講演の1題目は、石原産業(株)中央研究所の伏木田(ふしぎだ)地(くに)氏による「殺菌剤の研究開発動向」と題した講演でした。伏木田氏は元々は京都大学理学部の大学院出身で、石原産業(株)入社後は医薬研究室でトランスフェクションキット GenomONE の研究開発に従事して、現在は生物科学研究室で殺菌剤の探索研究に従事している方です。農業超大国アメリカにおける遺伝子組換え(GM)作物の栽培面積が、除草剤(グリホサート)耐性作物と害虫抵抗性(Bt)作物を例に、圧倒的に普及しているのに対して、病害耐性GM作物は普及していないということと、最近疫病耐性GMバレイショが認可になったことを紹介しました。しかしGM作物と言えども、病害虫や雑草の抵抗性、耐性発達の問題からは逃れられないことはよく認識されています。新規殺菌剤開発が必要な理由として、耐性菌問題、既存農薬の登録(維持)のコスト問題、新規病害の出現、の3つを挙げました。

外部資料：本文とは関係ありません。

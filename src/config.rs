//! Runtime configuration (spec §6, "Configuration").

use std::time::Duration;

#[cfg_attr(feature = "serde", derive(serde::Serialize, serde::Deserialize))]
#[derive(Debug, Clone, Copy, PartialEq, Eq, PartialOrd, Ord)]
pub enum Verbosity {
    /// `doCostCentres = 0`: no `.prof` report is written at all.
    None,
    /// `doCostCentres = 1`: default report, system CCs/CCSs hidden, subtrees
    /// below 1% of a total are omitted from the flat table.
    Summary,
    /// `doCostCentres >= 2`: every cost centre is printed in the flat table
    /// regardless of share, system CCs/CCSs still hidden, pruning disabled.
    All,
    /// `doCostCentres >= 3`: as `All`, plus raw tick/byte columns.
    Verbose,
}

impl Verbosity {
    pub(crate) fn shows_all_flat_rows(self) -> bool {
        self >= Verbosity::All
    }

    pub(crate) fn shows_raw_columns(self) -> bool {
        self >= Verbosity::Verbose
    }

    pub(crate) fn disables_pruning(self) -> bool {
        self >= Verbosity::All
    }

    pub(crate) fn reports_at_all(self) -> bool {
        self != Verbosity::None
    }
}

/// Optional glob selectors consulted by the selection predicate (spec §4.6).
#[cfg_attr(feature = "serde", derive(serde::Serialize, serde::Deserialize))]
#[derive(Debug, Clone, Default, PartialEq, Eq)]
pub struct Selectors {
    pub module: Option<String>,
    pub cost_centre: Option<String>,
    pub ancestor_cost_centre: Option<String>,
}

#[cfg_attr(feature = "serde", derive(serde::Serialize, serde::Deserialize))]
#[derive(Debug, Clone, PartialEq)]
pub struct ProfilerConfig {
    pub verbosity: Verbosity,
    pub heap_profile: bool,
    pub selectors: Selectors,
    #[cfg_attr(feature = "serde", serde(with = "duration_micros"))]
    pub tick_interval: Duration,
    pub n_capabilities: usize,
}

impl Default for ProfilerConfig {
    fn default() -> Self {
        ProfilerConfig {
            verbosity: Verbosity::None,
            heap_profile: false,
            selectors: Selectors::default(),
            tick_interval: Duration::from_millis(20),
            n_capabilities: 1,
        }
    }
}

#[cfg(feature = "serde")]
mod duration_micros {
    use serde::{Deserialize, Deserializer, Serialize, Serializer};
    use std::time::Duration;

    pub fn serialize<S: Serializer>(d: &Duration, s: S) -> Result<S::Ok, S::Error> {
        (d.as_micros() as u64).serialize(s)
    }

    pub fn deserialize<'de, D: Deserializer<'de>>(d: D) -> Result<Duration, D::Error> {
        Ok(Duration::from_micros(u64::deserialize(d)?))
    }
}
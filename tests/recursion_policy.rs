//! Recursion-policy properties under whichever policy this test binary was
//! compiled with (spec §9: "the truncate/drop choice should remain a
//! compile-time flag; tests must run both").
//!
//! Run with `--no-default-features --features recursion-drop` to exercise
//! the alternative policy; the default feature set exercises `truncate`.

use ccs_profiler::{ProfilerConfig, ProfilerContext};

#[test]
fn recursion_never_grows_the_tree() {
    let ctx = ProfilerContext::init(ProfilerConfig::default());
    let f = ctx.declare_cost_centre("f", "M", "m.rs:1:1", false);
    let g = ctx.declare_cost_centre("g", "M", "m.rs:2:1", false);
    let main = ctx.main_ccs();

    let s_f = ctx.push(main, f);
    let s_fg = ctx.push(s_f, g);
    let s_fgf = ctx.push(s_fg, f);

    #[cfg(feature = "recursion-truncate")]
    assert_eq!(s_fgf, s_f, "truncate policy must return the existing ancestor node");

    #[cfg(feature = "recursion-drop")]
    assert_eq!(s_fgf, s_fg, "drop policy must return the immediate parent unchanged");

    // Either way, no new CCS was allocated for the recursive entry: the
    // depth of the returned stack never exceeds the depth already on the
    // chain before the recursive push.
    assert!(s_fgf.depth() <= s_fg.depth());
}

#[test]
fn recursion_is_idempotent() {
    let ctx = ProfilerContext::init(ProfilerConfig::default());
    let f = ctx.declare_cost_centre("f", "M", "m.rs:1:1", false);
    let g = ctx.declare_cost_centre("g", "M", "m.rs:2:1", false);
    let main = ctx.main_ccs();

    let s_f = ctx.push(main, f);
    let s_fg = ctx.push(s_f, g);

    let first = ctx.push(s_fg, f);
    let second = ctx.push(s_fg, f);
    assert_eq!(first, second);
}
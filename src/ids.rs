//! Monotonic identity for cost centres and cost-centre stacks.
//!
//! Mirrors the `CC_ID`/`CCS_ID` globals from the original profiler (spec §9),
//! but scoped to a [`crate::ProfilerContext`] instead of process-wide statics.

use std::fmt;
use std::num::NonZeroU32;
use std::sync::atomic::{AtomicU32, Ordering};

/// Allocates strictly increasing, never-zero ids.
///
/// `id`s are only ever compared and printed; they carry no other meaning.
#[derive(Debug, Default)]
pub(crate) struct IdSource(AtomicU32);

impl IdSource {
    pub(crate) const fn new() -> Self {
        // Start at 1: id 0 is reserved (spec §3, "assigned monotonic id (never 0)").
        IdSource(AtomicU32::new(1))
    }

    pub(crate) fn next(&self) -> NonZeroU32 {
        let raw = self.0.fetch_add(1, Ordering::Relaxed);
        NonZeroU32::new(raw).expect("cost-centre/CCS id counter wrapped past u32::MAX")
    }
}

/// Identity of a [`crate::cc::CostCentre`].
#[derive(Debug, Clone, Copy, PartialEq, Eq, PartialOrd, Ord, Hash)]
pub struct CcId(pub(crate) NonZeroU32);

impl fmt::Display for CcId {
    fn fmt(&self, f: &mut fmt::Formatter<'_>) -> fmt::Result {
        write!(f, "{}", self.0)
    }
}

/// Identity of a [`crate::ccs::Ccs`] node.
#[derive(Debug, Clone, Copy, PartialEq, Eq, PartialOrd, Ord, Hash)]
pub struct CcsId(pub(crate) NonZeroU32);

impl fmt::Display for CcsId {
    fn fmt(&self, f: &mut fmt::Formatter<'_>) -> fmt::Result {
        write!(f, "{}", self.0)
    }
}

それぞれの代表的な例として、同じゲノタイプのDMI剤耐性菌が医療分野と農業分野で見つかったこと、農薬の登録維持のコストが1995年の1.52億ドル(約152億円)から2010-2014年には2.86億ドル(約286億円)と増大していること、南米で発生したコムギいもち病がインドに侵入して対策が問題になていること、を紹介しました。
(スライドはクリックすると拡大できます)
講演の2題目は、長年の千葉県の農業改良普及課勤務を経て千葉農業事務所長を定年退職後、現在は(株)クボタアグリソリューション推進部技術顧問をしている渡邉善保氏による「生産現場から見た日本の農業の現状と課題」と題した講演でした。渡邉氏と私とは、彼が千葉県の普及員で畜産と野菜担当だった時代からの長年のお付き合いですので、今回の講演も快く引き受けてくれました。
クボタの紹介に続いて、政治家の言葉を借りて日本の農業が直面している問題を指摘しました。平成28年度の家計支出ではパンが米を上回ったという日本の食生活の変化に対応して、クボタのような農業機械メーカーも変化していかなければならないという認識はもっともだと思いました。
私にとって一番興味深かったのは、耕運作業、田植え作業、収穫作業、除草作業、病害虫防除作業の機械化による進歩を示した古い写真でした。牛馬による耕運、手植えによる田植え、手刈りによる収穫、手抜きによる除草、手獲りによるイナゴ防除など、全部終戦後の私の子供時代に経験したことですから、機械化がどれだけ農業に貢献してきたかがわかります。現在は第4世代でスマート農業を目指しているとのこと。
多くの農家が経営的に苦労している中で、右肩上がりの成長をしている元気のよい産地もあるということで、一例として(株)関東地区昔がえりの会を紹介しました。何故成功しているかの考察も説得力がありました。
最後のスライドは、農薬部会セミナーの会員の多くは農薬メーカーだということを意識して、登録農薬の適用拡大への協力要請でした。